Has anyone ever cut 6" of the top on an aquarium without taking it apart? I want to try marking an existing tank and simply scoring all sides with a glass cutter then tap and pray? Feedback please


----------



## niko (Jan 28, 2004)

It's all good in writing. But the moment you are about to "tap" on the scored glass you will see that you really, really think this was a dumb idea.

The moment after you "tap" on the glass all doubt will disappear. Until you last day you will remember this as a dumb idea accompanied with the usual "What was I thinking?"

But life is to be lived and in some countries your tank is not the only one you will ever have. To make the most of the experience I suggest you use a brand new razor blade and run it between every glass corner where there is silicone. Meaning separate the glass.

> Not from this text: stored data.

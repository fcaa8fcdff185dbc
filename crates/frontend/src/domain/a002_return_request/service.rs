//! Return request and return label workflow
//!
//! The flows are generic over [`ReturnsApi`] and [`LabelSaver`] so the
//! client-side rules (validation before any request, state change only after
//! a confirmed success, no file without a successful download) hold no matter
//! which transport is plugged in.

use contracts::domain::a001_order::{OrderAction, OrderDetails, OrderId, OrderStatus};
use contracts::domain::a002_return_request::{
    return_label_file_name, CreateReturnRequest, ReturnRequestForm, ReturnValidationError,
    RETURN_LABEL_MIME,
};
use contracts::shared::ApiError;
use contracts::system::auth::Session;
use thiserror::Error;

/// Backend operations used by the return workflow
#[allow(async_fn_in_trait)]
pub trait ReturnsApi {
    /// Create a return request; returns the backend confirmation message
    async fn create_return(
        &self,
        session: &Session,
        request: &CreateReturnRequest,
    ) -> Result<String, ApiError>;

    /// Fetch the return label PDF
    async fn fetch_return_label(
        &self,
        session: &Session,
        order_id: OrderId,
        email: Option<&str>,
    ) -> Result<Vec<u8>, ApiError>;
}

/// Persists a downloaded label (browser download in the app)
pub trait LabelSaver {
    fn save(&self, bytes: &[u8], mime: &str, file_name: &str) -> Result<(), String>;
}

#[derive(Debug, Clone, PartialEq, Eq, Error)]
pub enum ReturnFlowError {
    #[error(transparent)]
    Validation(#[from] ReturnValidationError),
    #[error("This action is not available for orders with status {0}.")]
    NotAvailable(OrderStatus),
    #[error("Email address is required to continue.")]
    EmailRequired,
    /// Return request rejected; the backend message is shown verbatim
    #[error("{}", .0.user_message())]
    Api(#[from] ApiError),
    #[error("Error downloading return label")]
    LabelUnavailable(ApiError),
    #[error("Failed to save the return label: {0}")]
    Save(String),
}

/// Validate the form and submit the return request
///
/// Nothing is sent when the order is not DELIVERED or the input is invalid.
/// The caller applies the status change with [`OrderCardState::apply_return_result`].
pub async fn submit_return_request<A: ReturnsApi>(
    api: &A,
    session: &Session,
    order: &OrderDetails,
    form: &ReturnRequestForm,
) -> Result<String, ReturnFlowError> {
    if order.available_action() != Some(OrderAction::RequestReturn) {
        return Err(ReturnFlowError::NotAvailable(order.status));
    }

    let request = form.validate(order.id, session.is_anonymous()).map_err(|e| {
        log::debug!("return request for order {} rejected: {}", order.id, e);
        e
    })?;

    api.create_return(session, &request).await.map_err(|e| {
        log::warn!("return request for order {} failed: {}", order.id, e);
        ReturnFlowError::Api(e)
    })
}

/// Download the return label and hand it to `saver`
///
/// Anonymous buyers must supply the purchase email (`prompted_email`); a
/// missing or blank one aborts before any request. Returns the saved file name.
pub async fn download_return_label<A: ReturnsApi, S: LabelSaver>(
    api: &A,
    saver: &S,
    session: &Session,
    order: &OrderDetails,
    prompted_email: Option<String>,
) -> Result<String, ReturnFlowError> {
    if order.available_action() != Some(OrderAction::DownloadReturnLabel) {
        return Err(ReturnFlowError::NotAvailable(order.status));
    }

    let email = if session.is_anonymous() {
        let email = prompted_email
            .map(|e| e.trim().to_string())
            .filter(|e| !e.is_empty())
            .ok_or(ReturnFlowError::EmailRequired)?;
        Some(email)
    } else {
        None
    };

    let bytes = api
        .fetch_return_label(session, order.id, email.as_deref())
        .await
        .map_err(|e| {
            log::warn!("return label for order {} unavailable: {}", order.id, e);
            ReturnFlowError::LabelUnavailable(e)
        })?;

    let file_name = return_label_file_name(order.id);
    saver
        .save(&bytes, RETURN_LABEL_MIME, &file_name)
        .map_err(ReturnFlowError::Save)?;
    log::info!("return label saved as {}", file_name);
    Ok(file_name)
}

/// Local state of one order card: the order plus the return dialog
#[derive(Debug, Clone, PartialEq)]
pub struct OrderCardState {
    pub order: OrderDetails,
    pub dialog_open: bool,
    /// Error shown inside the return dialog
    pub dialog_error: Option<String>,
    /// Confirmation shown on the card after a successful request
    pub notice: Option<String>,
}

impl OrderCardState {
    pub fn new(order: OrderDetails) -> Self {
        Self {
            order,
            dialog_open: false,
            dialog_error: None,
            notice: None,
        }
    }

    /// Open the dialog; only possible for DELIVERED orders
    pub fn open_return_dialog(&mut self) -> bool {
        if self.order.available_action() != Some(OrderAction::RequestReturn) {
            return false;
        }
        self.dialog_open = true;
        self.dialog_error = None;
        true
    }

    pub fn close_return_dialog(&mut self) {
        self.dialog_open = false;
        self.dialog_error = None;
    }

    /// Apply the outcome of [`submit_return_request`]
    ///
    /// Success moves the order to RETURN_REQUEST and closes the dialog;
    /// failure keeps the dialog open with the error message.
    pub fn apply_return_result(&mut self, result: Result<String, ReturnFlowError>) {
        match result {
            Ok(message) => match self.order.mark_return_requested() {
                Ok(()) => {
                    self.close_return_dialog();
                    self.notice = Some(message);
                }
                Err(e) => self.dialog_error = Some(e),
            },
            Err(e) => self.dialog_error = Some(e.to_string()),
        }
    }
}
//! IR remote receiver and decoder for RP2040.
//!
//! This crate provides the embedded implementation of the remote decoder:
//! it captures pulse trains from an IR receiver module on a GPIO pin,
//! demodulates them per the NEC-family envelope, and hands the bytes to
//! [`remote_core`] for classification and code lookup.
//!
//! # Hardware Configuration
//!
//! | Function        | GPIO | Description                              |
//! |-----------------|------|------------------------------------------|
//! | IR receiver OUT | 15   | 38 kHz receiver data pin (active low)    |
//!
//! The receiver module idles high; configure the pin with `Pull::Up`.
//!
//! # Architecture
//!
//! Decoding is a synchronous, cooperative polling pipeline driven from a
//! single task: the demo binary calls
//! [`RemoteControl::code`](remote_core::RemoteControl::code) with
//! `blocking = false` on a fixed cadence, and every stage failure
//! collapses to `LogicalCode::Unknown` rather than an error. No state is
//! shared between polls.
//!
//! # Modules
//!
//! - [`capture`]: GPIO edge-timing pulse capture ([`IrCapture`])
//! - [`nec`]: NEC envelope demodulation ([`NecIrDecoder`])
//!
//! # Features
//!
//! - **`dev-panic`** (default): Use `panic-probe` for development (prints panic info via RTT)
//! - **`prod-panic`**: Use `panic-reset` for production (silent watchdog reset)
//!
//! # Re-exports
//!
//! This crate re-exports the public items of [`remote_core`] for
//! convenience, so consumers only need to depend on this crate.

#![no_std]

// Re-export core types for convenience
pub use remote_core::{
    classify, lookup_key, resolve, DecodeError, DecodeOutcome, FrameBytes, FrameShape,
    LogicalCode, PulseBuffer, PulseDecoder, RemoteControl, MAX_FRAME_BYTES, MAX_PULSES,
};

pub mod capture;
pub mod nec;

pub use capture::IrCapture;
pub use nec::NecIrDecoder;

Then the hard part begins - to have a perfect cut you need to score a line without your hand wiggling even a little bit. Unless you are a professional glazier your hand will wiggle a tiny bit. You won't even know your hand wiggled. That is where later the glass will break funky.


----------



## eco (Jul 6, 2012)

Yeah I did have my doubts! I guess I'll sell this 29 gal "tall" and save up for a 20 gal rimles. Wish me luck!


----------